Slider

As matérias de Grigolin versam sobre regramento e controle de atividade de vigia; e cadastro e controle de atividades ligadas à comercialização de cabos e fios – Alcir Zago/Candeia

O vereador Paulo Egídio Grigolin (PP) teve dois projetos de sua autoria aprovados por unanimidade na última sessão de Câmara, realizada segunda-feira, 21.

As matérias versam sobre regramento e controle de atividade de vigia diurno ou noturno, o chamado guarda de quarteirão (nº 04/2021) e cadastro e controle de atividades de compra, venda ou troca de cabos, fios, metais e materiais elétricos (nº 10/2121).

O primeiro projeto integra os vigias no sistema de cadastro de prestadores de serviço do município, com as denominações: agente de segurança municipal, agente de segurança patrimonial ou agente de segurança noturno.
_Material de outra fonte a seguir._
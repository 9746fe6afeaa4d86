// Copyright 2022 Webb Technologies Inc.
//
// Licensed under the Apache License, Version 2.0 (the "License");
// you may not use this file except in compliance with the License.
// You may obtain a copy of the License at
//
// http://www.apache.org/licenses/LICENSE-2.0
//
// Unless required by applicable law or agreed to in writing, software
// distributed under the License is distributed on an "AS IS" BASIS,
// WITHOUT WARRANTIES OR CONDITIONS OF ANY KIND, either express or implied.
// See the License for the specific language governing permissions and
// limitations under the License.

#![warn(missing_docs)]
//! # Relayer Store Module 🕸️
//!
//! Storage of the relayer's membership bookkeeping.
//!
//! ## Overview
//!
//! The [`MembershipStore`] is the durable record of every accepted join,
//! ordered the way the members were inserted on chain. The
//! [`MembershipCache`] is a process local, lossy copy of membership lists
//! that only ever serves as a hint.

use ethers::types::U256;

use ombu_relayer_types::MembershipRecord;
use ombu_relayer_utils::Result;

/// The volatile membership cache.
pub mod cache;
/// A module for managing in-memory storage of the relayer.
pub mod mem;
/// A module for setting up and managing a [Sled](https://sled.rs)-based database.
#[cfg(feature = "sled")]
pub mod sled;

pub use cache::{CacheBackend, InMemoryCacheBackend, MembershipCache};
/// A store that uses in memory data structures as the backend.
pub use mem::InMemoryStore;
/// A store that uses [`sled`](https://sled.rs) as the backend.
#[cfg(feature = "sled")]
pub use self::sled::SledStore;

/// The durable record of accepted joins.
///
/// Records of a group are returned in acceptance order. A commitment is
/// recorded at most once per group: appending it again fails with
/// [`ombu_relayer_utils::Error::DuplicateMember`] and writes nothing, which
/// callers treat as success.
pub trait MembershipStore: Send + Sync {
    /// Persists a record.
    fn append(&self, record: &MembershipRecord) -> Result<()>;
    /// All records of a group, oldest first.
    fn list_by_group(&self, group_id: U256) -> Result<Vec<MembershipRecord>>;
    /// All records, by group, then oldest first.
    fn list_all(&self) -> Result<Vec<MembershipRecord>>;
    /// Whether the commitment is recorded for the group.
    fn contains(&self, group_id: U256, commitment: U256) -> Result<bool>;
}

/// Length of a record key.
const RECORD_KEY_LEN: usize = 32 + 8 + 8 + 8;

/// The ordering key of a record inside its group.
///
/// `group_id ++ accepted_at ++ chain_index ++ seq`, all big endian, so a
/// byte-wise scan yields acceptance order. Records accepted in the same
/// millisecond are ordered by their leaf index, records without one go last.
pub(crate) fn record_key(
    record: &MembershipRecord,
    seq: u64,
) -> [u8; RECORD_KEY_LEN] {
    let mut key = [0u8; RECORD_KEY_LEN];
    record.group_id.to_big_endian(&mut key[..32]);
    key[32..40].copy_from_slice(&record.accepted_at.to_be_bytes());
    key[40..48].copy_from_slice(
        &record.chain_index.unwrap_or(u64::MAX).to_be_bytes(),
    );
    key[48..].copy_from_slice(&seq.to_be_bytes());
    key
}

/// The uniqueness key of a record: `group_id ++ commitment`.
pub(crate) fn unique_key(group_id: U256, commitment: U256) -> [u8; 64] {
    let mut key = [0u8; 64];
    group_id.to_big_endian(&mut key[..32]);
    commitment.to_big_endian(&mut key[32..]);
    key
}

/// The key prefix shared by all records of a group.
pub(crate) fn group_prefix(group_id: U256) -> [u8; 32] {
    let mut prefix = [0u8; 32];
    group_id.to_big_endian(&mut prefix);
    prefix
}
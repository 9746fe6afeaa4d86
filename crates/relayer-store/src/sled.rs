// Copyright 2022 Webb Technologies Inc.
//
// Licensed under the Apache License, Version 2.0 (the "License");
// you may not use this file except in compliance with the License.
// You may obtain a copy of the License at
//
// http://www.apache.org/licenses/LICENSE-2.0
//
// Unless required by applicable law or agreed to in writing, software
// distributed under the License is distributed on an "AS IS" BASIS,
// WITHOUT WARRANTIES OR CONDITIONS OF ANY KIND, either express or implied.
// See the License for the specific language governing permissions and
// limitations under the License.

use std::path::Path;

use ethers::types::U256;
use sled::transaction::{ConflictableTransactionError, TransactionError};
use sled::Transactional;

use ombu_relayer_types::MembershipRecord;
use ombu_relayer_utils::{probe, Error};

use super::{group_prefix, record_key, unique_key, MembershipStore};

const RECORDS_TREE: &str = "membership/records";
const UNIQUE_TREE: &str = "membership/unique";

/// SledStore is a store that keeps the membership records in a [Sled](https://sled.rs)-based database.
#[derive(Clone)]
pub struct SledStore {
    db: sled::Db,
    records: sled::Tree,
    unique: sled::Tree,
}

impl std::fmt::Debug for SledStore {
    fn fmt(&self, f: &mut std::fmt::Formatter<'_>) -> std::fmt::Result {
        f.debug_struct("SledStore").finish()
    }
}

impl SledStore {
    /// Create a new SledStore.
    pub fn open<P: AsRef<Path>>(path: P) -> crate::Result<Self> {
        let db = sled::Config::new()
            .path(path)
            .temporary(cfg!(test))
            .mode(sled::Mode::HighThroughput)
            .open()?;
        Self::from_db(db)
    }

    /// Creates a temporary SledStore, removed when dropped.
    pub fn temporary() -> crate::Result<Self> {
        let db = sled::Config::new().temporary(true).open()?;
        Self::from_db(db)
    }

    fn from_db(db: sled::Db) -> crate::Result<Self> {
        let records = db.open_tree(RECORDS_TREE)?;
        let unique = db.open_tree(UNIQUE_TREE)?;
        Ok(Self {
            db,
            records,
            unique,
        })
    }

    /// Gets the total amount of data stored on disk
    pub fn get_data_stored_size(&self) -> u64 {
        self.db.size_on_disk().unwrap_or_default()
    }

    fn decode(value: &[u8]) -> crate::Result<MembershipRecord> {
        serde_json::from_slice(value).map_err(|e| Error::StoreUnavailable {
            reason: format!("corrupted membership record: {e}"),
        })
    }
}

impl MembershipStore for SledStore {
    #[tracing::instrument(skip(self), fields(group_id = %record.group_id, commitment = %record.commitment))]
    fn append(&self, record: &MembershipRecord) -> crate::Result<()> {
        let value = serde_json::to_vec(record)?;
        let seq = self.db.generate_id()?;
        let key = record_key(record, seq);
        let unique = unique_key(record.group_id, record.commitment);
        // both trees change together or not at all.
        let result = (&self.records, &self.unique).transaction(
            |(records, uniques)| {
                if uniques.get(unique)?.is_some() {
                    return Err(ConflictableTransactionError::Abort(()));
                }
                uniques.insert(&unique[..], &key[..])?;
                records.insert(&key[..], value.as_slice())?;
                Ok(())
            },
        );
        match result {
            Ok(()) => {}
            Err(TransactionError::Abort(())) => {
                return Err(Error::DuplicateMember {
                    group_id: record.group_id,
                    commitment: record.commitment,
                })
            }
            Err(TransactionError::Storage(e)) => return Err(e.into()),
        }
        self.db.flush()?;
        tracing::event!(
            target: probe::TARGET,
            tracing::Level::DEBUG,
            kind = %probe::Kind::MembershipStore,
            appended = true,
            group_id = %record.group_id,
            chain_index = ?record.chain_index,
        );
        Ok(())
    }

    #[tracing::instrument(skip(self))]
    fn list_by_group(
        &self,
        group_id: U256,
    ) -> crate::Result<Vec<MembershipRecord>> {
        self.records
            .scan_prefix(group_prefix(group_id))
            .values()
            .map(|value| Self::decode(&value?))
            .collect()
    }

    #[tracing::instrument(skip(self))]
    fn list_all(&self) -> crate::Result<Vec<MembershipRecord>> {
        self.records
            .iter()
            .values()
            .map(|value| Self::decode(&value?))
            .collect()
    }

    #[tracing::instrument(skip(self))]
    fn contains(&self, group_id: U256, commitment: U256) -> crate::Result<bool> {
        Ok(self.unique.contains_key(unique_key(group_id, commitment))?)
    }
}
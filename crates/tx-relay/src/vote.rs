// Copyright 2022 Webb Technologies Inc.
//
// Licensed under the Apache License, Version 2.0 (the "License");
// you may not use this file except in compliance with the License.
// You may obtain a copy of the License at
//
// http://www.apache.org/licenses/LICENSE-2.0
//
// Unless required by applicable law or agreed to in writing, software
// distributed under the License is distributed on an "AS IS" BASIS,
// WITHOUT WARRANTIES OR CONDITIONS OF ANY KIND, either express or implied.
// See the License for the specific language governing permissions and
// limitations under the License.

use ethers::types::{H256, U256};
use serde::Deserialize;

use ombu_membership_chain::VoteCall;
use ombu_relayer_types::serde_decimal;
use ombu_relayer_utils::{probe, Error, Result};

use super::{parse_commitment, MembershipCoordinator};

/// Body of `POST /vote`.
#[derive(Debug, Clone, Deserialize)]
#[serde(rename_all = "camelCase")]
pub struct VoteRequest {
    /// The group the post belongs to.
    #[serde(with = "serde_decimal")]
    pub group_id: U256,
    /// The voted post.
    #[serde(with = "serde_decimal")]
    pub post_id: U256,
    /// The voter identity commitment.
    #[serde(default)]
    pub identity_commitment: String,
    /// Upvote or downvote.
    pub is_upvote: bool,
}

/// A mined vote.
#[derive(Debug, Clone, PartialEq, Eq)]
pub struct VoteOutcome {
    /// The `voteOnPost` transaction.
    pub transaction_hash: H256,
    /// Block the transaction was mined in.
    pub block_number: Option<u64>,
    /// Gas paid by the relayer.
    pub gas_used: Option<U256>,
}

impl MembershipCoordinator {
    /// Relays a vote of a group member.
    ///
    /// Fails with [`Error::NotGroupMember`] unless the Ombu contract knows
    /// the commitment as a member of the group.
    #[tracing::instrument(skip_all, fields(group_id = %request.group_id, post_id = %request.post_id))]
    pub async fn vote(&self, request: VoteRequest) -> Result<VoteOutcome> {
        let commitment = parse_commitment(&request.identity_commitment)?;
        self.ensure_funded().await?;
        if !self.chain.is_member(request.group_id, commitment).await? {
            return Err(Error::NotGroupMember {
                group_id: request.group_id,
            });
        }

        let call = VoteCall {
            group_id: request.group_id,
            post_id: request.post_id,
            is_upvote: request.is_upvote,
            commitment,
        };
        let tx_hash = self.chain.submit_vote(call).await.map_err(|e| {
            tracing::event!(
                target: probe::TARGET,
                tracing::Level::DEBUG,
                kind = %probe::Kind::Vote,
                group_id = %request.group_id,
                post_id = %request.post_id,
                errored = true,
                error = %e,
            );
            e
        })?;
        self.metrics.lock().await.votes_submitted.inc();
        tracing::event!(
            target: probe::TARGET,
            tracing::Level::DEBUG,
            kind = %probe::Kind::Vote,
            group_id = %request.group_id,
            post_id = %request.post_id,
            pending = true,
            %tx_hash,
        );

        let receipt = self.confirm(tx_hash).await?;
        tracing::event!(
            target: probe::TARGET,
            tracing::Level::DEBUG,
            kind = %probe::Kind::Vote,
            group_id = %request.group_id,
            post_id = %request.post_id,
            finalized = true,
            tx = %self.link(tx_hash),
        );
        Ok(VoteOutcome {
            transaction_hash: tx_hash,
            block_number: receipt.block_number.map(|b| b.as_u64()),
            gas_used: receipt.gas_used,
        })
    }
}
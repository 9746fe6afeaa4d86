// Copyright 2022 Webb Technologies Inc.
//
// Licensed under the Apache License, Version 2.0 (the "License");
// you may not use this file except in compliance with the License.
// You may obtain a copy of the License at
//
// http://www.apache.org/licenses/LICENSE-2.0
//
// Unless required by applicable law or agreed to in writing, software
// distributed under the License is distributed on an "AS IS" BASIS,
// WITHOUT WARRANTIES OR CONDITIONS OF ANY KIND, either express or implied.
// See the License for the specific language governing permissions and
// limitations under the License.

//! Ombu Relayer Binary.
#![deny(unsafe_code)]
#![warn(missing_docs)]

use std::sync::Arc;

use tokio::signal::unix;

use ombu_relayer::service;
use ombu_relayer_config::cli::{create_store, load_config, setup_logger, Opts};
use ombu_relayer_context::RelayerContext;
use ombu_relayer_utils::probe;

/// The main entry point for the relayer.
///
/// # Arguments
///
/// * `args` - The command line arguments.
#[paw::main]
#[tokio::main]
async fn main(args: Opts) -> anyhow::Result<()> {
    setup_logger(args.verbose)?;
    match dotenv::dotenv() {
        Ok(_) => {
            tracing::trace!("Loaded .env file");
        }
        Err(e) => {
            tracing::warn!("Failed to load .env file: {}", e);
        }
    }

    // The configuration is validated and configured from the given directory
    let config = load_config(args.config_dir.clone())?;
    // refuse to start without a signing key, every write endpoint needs it
    config.verify()?;

    // persistent storage for the relayer
    let store = create_store(&args)?;

    // The RelayerContext takes a configuration, and populates objects that are needed
    // throughout the lifetime of the relayer. Items such as the chain client, the
    // membership store and cache, and the coordinator of joins and votes.
    let ctx = RelayerContext::new(config, Arc::new(store.clone()))?;

    let server_handle = tokio::spawn(service::build_web_services(ctx.clone()));
    // start all background services.
    // this does not block, will fire the services on background tasks.
    service::ignite(&ctx, store);
    tracing::event!(
        target: probe::TARGET,
        tracing::Level::DEBUG,
        kind = %probe::Kind::Lifecycle,
        started = true
    );
    // watch for signals
    let mut ctrlc_signal = unix::signal(unix::SignalKind::interrupt())?;
    let mut termination_signal = unix::signal(unix::SignalKind::terminate())?;
    let mut quit_signal = unix::signal(unix::SignalKind::quit())?;
    let shutdown = || {
        tracing::event!(
            target: probe::TARGET,
            tracing::Level::DEBUG,
            kind = %probe::Kind::Lifecycle,
            shutdown = true
        );
        tracing::warn!("Shutting down...");
        // send shutdown signal to all of the application.
        ctx.shutdown();
    };
    tokio::select! {
        _ = ctrlc_signal.recv() => {
            tracing::warn!("Interrupted (Ctrl+C) ...");
            shutdown();
        },
        _ = termination_signal.recv() => {
            tracing::warn!("Got Terminate signal ...");
            shutdown();
        },
        _ = quit_signal.recv() => {
            tracing::warn!("Quitting ...");
            shutdown();
        },
    }
    // let in-flight requests finish, a submitted transaction is never undone
    match server_handle.await {
        Ok(Ok(())) => {}
        Ok(Err(e)) => tracing::error!(%e, "Server stopped with an error"),
        Err(e) => tracing::error!(%e, "Server task failed"),
    }
    tracing::info!("Clean Exit ..");
    Ok(())
}
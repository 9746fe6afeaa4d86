// Copyright 2022 Webb Technologies Inc.
//
// Licensed under the Apache License, Version 2.0 (the "License");
// you may not use this file except in compliance with the License.
// You may obtain a copy of the License at
//
// http://www.apache.org/licenses/LICENSE-2.0
//
// Unless required by applicable law or agreed to in writing, software
// distributed under the License is distributed on an "AS IS" BASIS,
// WITHOUT WARRANTIES OR CONDITIONS OF ANY KIND, either express or implied.
// See the License for the specific language governing permissions and
// limitations under the License.

use std::time::Duration;

use ethers::providers::{HttpClientError, JsonRpcError, RetryPolicy};
use once_cell::sync::Lazy;

// Last resort for providers that answer a rate limit with free text.
static RATE_LIMITED: Lazy<regex::Regex> = Lazy::new(|| {
    regex::Regex::new(r"(?mixU)\b(?:rate|limit|429|Too \s Many \s Requests)\b")
        .expect("Valid Regex")
});

/// Retries requests that were rate limited (HTTP 429 and its JSON-RPC
/// spellings) or hit a flaky load balancer (`header not found`).
///
/// Anything else, block range refusals included, is returned to the caller
/// untouched so the chain log reader can narrow its window.
#[derive(Debug, Default)]
pub struct OmbuHttpRetryPolicy;

impl OmbuHttpRetryPolicy {
    /// Boxed, as [`ethers::providers::RetryClientBuilder::build`] wants it.
    pub fn boxed() -> Box<Self> {
        Box::new(Self)
    }
}

fn should_retry_json_rpc_error(err: &JsonRpcError) -> bool {
    let JsonRpcError { code, message, .. } = err;
    match code {
        // alchemy
        429 => return true,
        // infura `exceeded project rate limit`
        -32005 => return true,
        -32016 if message.contains("rate limit") => return true,
        _ => {}
    }
    matches!(
        message.as_str(),
        "header not found"
            | "daily request count exceeded, request rate limited"
    )
}

// some providers send invalid JSON RPC in the error case, but the text
// usually still carries the error
fn should_retry_text(text: &str) -> bool {
    #[derive(serde::Deserialize)]
    struct Resp {
        error: JsonRpcError,
    }
    if let Ok(resp) = serde_json::from_str::<Resp>(text) {
        return should_retry_json_rpc_error(&resp.error);
    }
    let text = text.to_lowercase();
    let should_retry = RATE_LIMITED.is_match(&text)
        || text == "expected value at line 1 column 1";
    tracing::event!(
        target: ombu_relayer_utils::probe::TARGET,
        tracing::Level::DEBUG,
        kind = %ombu_relayer_utils::probe::Kind::Retry,
        should_retry = should_retry,
        error = %text,
    );
    should_retry
}

impl RetryPolicy<HttpClientError> for OmbuHttpRetryPolicy {
    fn should_retry(&self, error: &HttpClientError) -> bool {
        tracing::debug!("should_retry: {:?}", error);
        match error {
            HttpClientError::ReqwestError(err) => {
                err.status() == Some(reqwest::StatusCode::TOO_MANY_REQUESTS)
            }
            HttpClientError::JsonRpcError(err) => {
                should_retry_json_rpc_error(err)
            }
            HttpClientError::SerdeJson { text, .. } => should_retry_text(text),
        }
    }

    fn backoff_hint(&self, error: &HttpClientError) -> Option<Duration> {
        const DEFAULT_BACKOFF: Duration = Duration::from_secs(5);
        // infura sends the requested backoff along with a daily limit error
        let hinted = match error {
            HttpClientError::JsonRpcError(err) => err
                .data
                .as_ref()
                .and_then(|data| data.get("rate"))
                .and_then(|rate| rate.get("backoff_seconds"))
                .and_then(|seconds| {
                    seconds.as_u64().map(Duration::from_secs).or_else(|| {
                        seconds
                            .as_f64()
                            .map(|s| Duration::from_secs(s as u64 + 1))
                    })
                }),
            _ => None,
        };
        Some(hinted.unwrap_or(DEFAULT_BACKOFF))
    }
}

#[cfg(test)]
mod tests {
    use super::*;

    fn rpc_error(code: i64, message: &str) -> HttpClientError {
        HttpClientError::JsonRpcError(JsonRpcError {
            code,
            message: message.to_string(),
            data: None,
        })
    }

    #[test]
    fn retries_rate_limits() {
        let policy = OmbuHttpRetryPolicy;
        assert!(policy.should_retry(&rpc_error(429, "slow down")));
        assert!(policy.should_retry(&rpc_error(-32005, "project limit")));
        assert!(policy.should_retry(&rpc_error(-32000, "header not found")));
    }

    #[test]
    fn leaves_range_refusals_to_the_caller() {
        let policy = OmbuHttpRetryPolicy;
        assert!(!policy.should_retry(&rpc_error(
            -32602,
            "query exceeds max block range 10000"
        )));
        assert!(!policy.should_retry(&rpc_error(3, "execution reverted")));
    }

    #[test]
    fn retries_free_text_rate_limits() {
        assert!(should_retry_text("429 Too Many Requests"));
        assert!(!should_retry_text("<html>bad gateway</html>"));
    }

    #[test]
    fn honours_the_backoff_hint() {
        let policy = OmbuHttpRetryPolicy;
        let error = HttpClientError::JsonRpcError(JsonRpcError {
            code: -32005,
            message: "daily request count exceeded, request rate limited"
                .to_string(),
            data: Some(serde_json::json!({ "rate": { "backoff_seconds": 30 } })),
        });
        assert_eq!(policy.backoff_hint(&error), Some(Duration::from_secs(30)));
        assert_eq!(
            policy.backoff_hint(&rpc_error(429, "slow down")),
            Some(Duration::from_secs(5))
        );
    }
}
A partir daí estão sujeitos a taxas, impostos e outros critérios da administração pública.

Os interessados devem se cadastrar no setor fiscalização da prefeitura de Bariri, com dados pessoais, credencial e permissão emitida por órgão local da Polícia Civil do Estado de São Paulo.

No exercício da atividade fica proibido utilizar sinais luminosos ou sonoros que causem perturbação do sossego; e ainda usar vestimentas, distintivos, adornos, veículos, instrumentos ou outro acessório que os confundam com membros de forças de segurança pública oficial.

Quando estiverem fora das atividades de ronda e controle, estes agentes estão proibidos de forçar ou coagir os munícipes a aderir aos serviços oferecidos, além de retaliar ou impedir o trabalho livre de outros profissionais da área. Não será permitida a reserva de área e setores de atuação.

 

Cadastro e controle

 

O segundo projeto aprovado, cria cadastro e controle de atividades de compra, venda ou troca de cabos, fios, metais e materiais elétricos e semelhantes em Bariri.

Para tanto, obriga o comerciante a informar dados pessoais tanto do vendedor, trocador ou comprador que participa dos negócios. Também deve informar a data da movimentação, a especificação do material negociado e origem; além de informação específica em caso de escambo.

Segundo Grigolin o objetivo é coibir a prática de comercialização de produtos de origem ilícita. Destaca que os casos de furtos desse material têm aumentado, justamente porque há receptadores operando praticamente sem fiscalização.